RTF Educational Awards 2020
Second Award | Public Building

Project Name: SHELTER(ED) – Alternative Shelter Design and Urban Framework
Student Name: Samantha Pires
Design Team: Samantha Pires
University Name: New Jersey Institute of Technology
Area: AE9: Public Buildings
Year: 2019
Location: Newark, NJ
Other Credits: Advisors Kevin Hofmann and Darius Sollohub

Shelter(ed) - Alternative Shelter Design and Urban Framework | Samantha - Sheet1
©Samantha Pires

Before addressing the architecture, the project breaks down the drivers of the project, including the lack of inclusivity and the city’s need to take a stance on their involvement and responsibility in providing homeless services. Other preliminary work includes defining “the outreach chain” of services, the shelter types included in the outreach chain, and defining the homeless actors whose needs must be understood before design work can begin.

Shelter(ed) - Alternative Shelter Design and Urban Framework | Samantha - Sheet2
©Samantha Pires

The Help Center proposes that the architecture must include immediate services that act as an example for other elements of the outreach chain, but must also design for the community in ways that address social stigmas associated with homelessness. Besides defining the Help Center prototype, the project gives an example of how the building type should bend to context by designing a Help Center in Newark, NJ. It is designed not as a typical emergency shelter, but as a public building designed for all citizens, those struggling with homelessness and those who simply need to use some of the financial or social services. Moments in this Newark Help Center are used to explore how the actors would interact and use the building. Finally, the project explores how elements of this building type can be introduced in the previously defined outreach chain. How can the attitudes expressed in the architecture create a framework for a more inclusive and more focused approach towards homelessness?

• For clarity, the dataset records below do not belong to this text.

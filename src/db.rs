// Copyright (c) 2025 Ledgerbook Contributors.
// All rights reserved.
//
// This source code is licensed under the license found in the
// LICENSE file in the root directory of this source tree.

use anyhow::{Context, Result};
use directories::ProjectDirs;
use log::info;
use once_cell::sync::Lazy;
use rusqlite::{Connection, params};
use std::fs;
use std::path::PathBuf;

static APP: Lazy<(&str, &str, &str)> = Lazy::new(|| ("dev.ledgerbook", "Ledgerbook", "ledgerbook"));

pub fn db_path() -> Result<PathBuf> {
    let proj = ProjectDirs::from(APP.0, APP.1, APP.2)
        .context("Could not determine platform-specific data dir")?;
    let data_dir = proj.data_dir();
    fs::create_dir_all(data_dir).context("Failed to create data dir")?;
    Ok(data_dir.join("ledgerbook.sqlite"))
}

pub fn open_or_init() -> Result<Connection> {
    let path = db_path()?;
    let mut conn =
        Connection::open(&path).with_context(|| format!("Open DB at {}", path.display()))?;
    init_schema(&mut conn)?;
    seed_defaults(&conn)?;
    Ok(conn)
}

/// Creates the schema. Every entity carries soft-delete and audit columns;
/// `created_at`/`updated_at` are stamped by SQL defaults on insert, updates
/// and soft deletes touch `updated_at` through the helpers below. Uniqueness
/// invariants only apply among non-deleted rows, hence the partial indexes.
pub fn init_schema(conn: &mut Connection) -> Result<()> {
    conn.execute_batch(
        r#"
    PRAGMA foreign_keys = ON;

    CREATE TABLE IF NOT EXISTS accounts(
        id INTEGER PRIMARY KEY AUTOINCREMENT,
        name TEXT NOT NULL,
        type TEXT NOT NULL CHECK(type IN ('cash','bank','credit_card','e_payment')),
        icon TEXT NOT NULL DEFAULT '',
        initial_balance TEXT NOT NULL DEFAULT '0',
        currency TEXT NOT NULL DEFAULT 'TWD',
        is_deleted INTEGER NOT NULL DEFAULT 0,
        deleted_at TEXT,
        created_at TEXT NOT NULL DEFAULT (datetime('now')),
        updated_at TEXT NOT NULL DEFAULT (datetime('now'))
    );
    CREATE UNIQUE INDEX IF NOT EXISTS idx_accounts_name
        ON accounts(name) WHERE is_deleted = 0;

    CREATE TABLE IF NOT EXISTS categories(
        id INTEGER PRIMARY KEY AUTOINCREMENT,
        name TEXT NOT NULL,
        icon TEXT NOT NULL DEFAULT '',
        type TEXT NOT NULL CHECK(type IN ('income','expense')),
        color TEXT,
        sort_order INTEGER NOT NULL DEFAULT 0,
        is_default INTEGER NOT NULL DEFAULT 0,
        is_deleted INTEGER NOT NULL DEFAULT 0,
        deleted_at TEXT,
        created_at TEXT NOT NULL DEFAULT (datetime('now')),
        updated_at TEXT NOT NULL DEFAULT (datetime('now'))
    );
    CREATE UNIQUE INDEX IF NOT EXISTS idx_categories_type_name
        ON categories(type, name) WHERE is_deleted = 0;

    CREATE TABLE IF NOT EXISTS transactions(
        id INTEGER PRIMARY KEY AUTOINCREMENT,
        date TEXT NOT NULL,
        type TEXT NOT NULL CHECK(type IN ('income','expense')),
        amount TEXT NOT NULL,
        category_id INTEGER NOT NULL,
        account_id INTEGER NOT NULL,
        note TEXT,
        is_deleted INTEGER NOT NULL DEFAULT 0,
        deleted_at TEXT,
        created_at TEXT NOT NULL DEFAULT (datetime('now')),
        updated_at TEXT NOT NULL DEFAULT (datetime('now')),
        FOREIGN KEY(category_id) REFERENCES categories(id) ON DELETE RESTRICT,
        FOREIGN KEY(account_id) REFERENCES accounts(id) ON DELETE RESTRICT
    );
    CREATE INDEX IF NOT EXISTS idx_transactions_date ON transactions(date);
    CREATE INDEX IF NOT EXISTS idx_transactions_category ON transactions(category_id);
    CREATE INDEX IF NOT EXISTS idx_transactions_account ON transactions(account_id);

    CREATE TABLE IF NOT EXISTS budgets(
        id INTEGER PRIMARY KEY AUTOINCREMENT,
        category_id INTEGER NOT NULL,
        amount TEXT NOT NULL,
        period TEXT NOT NULL CHECK(period IN ('monthly','weekly')),
        start_date TEXT NOT NULL,
        is_deleted INTEGER NOT NULL DEFAULT 0,
        deleted_at TEXT,
        created_at TEXT NOT NULL DEFAULT (datetime('now')),
        updated_at TEXT NOT NULL DEFAULT (datetime('now')),
        FOREIGN KEY(category_id) REFERENCES categories(id) ON DELETE RESTRICT
    );
    CREATE UNIQUE INDEX IF NOT EXISTS idx_budgets_category_period
        ON budgets(category_id, period) WHERE is_deleted = 0;
    "#,
    )?;
    Ok(())
}

const DEFAULT_EXPENSE_CATEGORIES: &[(&str, &str, &str)] = &[
    ("餐飲", "🍽️", "#FF6384"),
    ("交通", "🚗", "#36A2EB"),
    ("娛樂", "🎮", "#FFCE56"),
    ("購物", "🛒", "#4BC0C0"),
    ("居住", "🏠", "#9966FF"),
    ("醫療", "🏥", "#FF9F40"),
    ("教育", "📚", "#C9CBCF"),
    ("其他", "📎", "#7C8798"),
];

const DEFAULT_INCOME_CATEGORIES: &[(&str, &str, &str)] = &[
    ("薪資", "💰", "#4CAF50"),
    ("獎金", "🎁", "#8BC34A"),
    ("投資收益", "📈", "#00BCD4"),
    ("其他收入", "💵", "#009688"),
];

const DEFAULT_ACCOUNTS: &[(&str, &str, &str)] = &[
    ("現金", "cash", "💵"),
    ("銀行帳戶", "bank", "🏦"),
    ("信用卡", "credit_card", "💳"),
];

/// Seeds default categories and accounts. Idempotent: each table is only
/// seeded while it is completely empty (deleted rows included).
pub fn seed_defaults(conn: &Connection) -> Result<()> {
    let category_count: i64 = conn.query_row("SELECT COUNT(*) FROM categories", [], |r| r.get(0))?;
    if category_count == 0 {
        for (order, (name, icon, color)) in DEFAULT_EXPENSE_CATEGORIES.iter().enumerate() {
            conn.execute(
                "INSERT INTO categories(name, icon, type, color, sort_order, is_default) \
                 VALUES (?1, ?2, 'expense', ?3, ?4, 1)",
                params![name, icon, color, order as i64 + 1],
            )?;
        }
        for (order, (name, icon, color)) in DEFAULT_INCOME_CATEGORIES.iter().enumerate() {
            conn.execute(
                "INSERT INTO categories(name, icon, type, color, sort_order, is_default) \
                 VALUES (?1, ?2, 'income', ?3, ?4, 1)",
                params![name, icon, color, order as i64 + 1],
            )?;
        }
        info!("seeded {} default categories", DEFAULT_EXPENSE_CATEGORIES.len() + DEFAULT_INCOME_CATEGORIES.len());
    }

    let account_count: i64 = conn.query_row("SELECT COUNT(*) FROM accounts", [], |r| r.get(0))?;
    if account_count == 0 {
        for (name, kind, icon) in DEFAULT_ACCOUNTS {
            conn.execute(
                "INSERT INTO accounts(name, type, icon, initial_balance, currency) \
                 VALUES (?1, ?2, ?3, '0', 'TWD')",
                params![name, kind, icon],
            )?;
        }
        info!("seeded {} default accounts", DEFAULT_ACCOUNTS.len());
    }
    Ok(())
}

/// Flips the soft-delete flag and stamps `deleted_at`. The generic mechanism
/// every service delete goes through; rows are never physically removed.
/// Returns false when the id does not exist or is already deleted.
pub(crate) fn soft_delete(conn: &Connection, table: &str, id: i64) -> crate::Result<bool> {
    let changed = conn.execute(
        &format!(
            "UPDATE {table} SET is_deleted = 1, deleted_at = datetime('now'), \
             updated_at = datetime('now') WHERE id = ?1 AND is_deleted = 0"
        ),
        params![id],
    )?;
    Ok(changed > 0)
}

Shelter(ed) - Alternative Shelter Design and Urban Framework | Samantha - Sheet3
©Samantha Pires

The chart on the bottom left of the second page indicates some of the reasons current homeless architecture is failing to serve all those who need it. Examples are given of how the articulation of the building is indicative of the project’s message. For example, the façade is designed to fit the existing fabric of the city, to become part of the community rather than a symbolic institution. The design aperture also indicates the duality of two important ideas: 1) each person is treated as an individual and 2) all are welcome and treated equally, none will be turned away as in current privatized shelters.

Shelter(ed) - Alternative Shelter Design and Urban Framework | Samantha - Sheet4
©Samantha Pires

The project is designed to respond to NIMBY attitudes and to be used by the community as a whole, not just people experiencing homelessness. This building is not attempting to solve homelessness, but rather reimagine a homeless shelter as a way for cities to create a basic framework of resources which can be leveraged to organize funding and private investment to better lives. The work on the last page is perhaps the most important, it speaks to the fact that the message given in this city-funded project is one that can be adopted by all current private investors working in Newark. It is the home base for a larger paradigm shift in the way we design our public buildings to serve a community’s most at-risk citizens.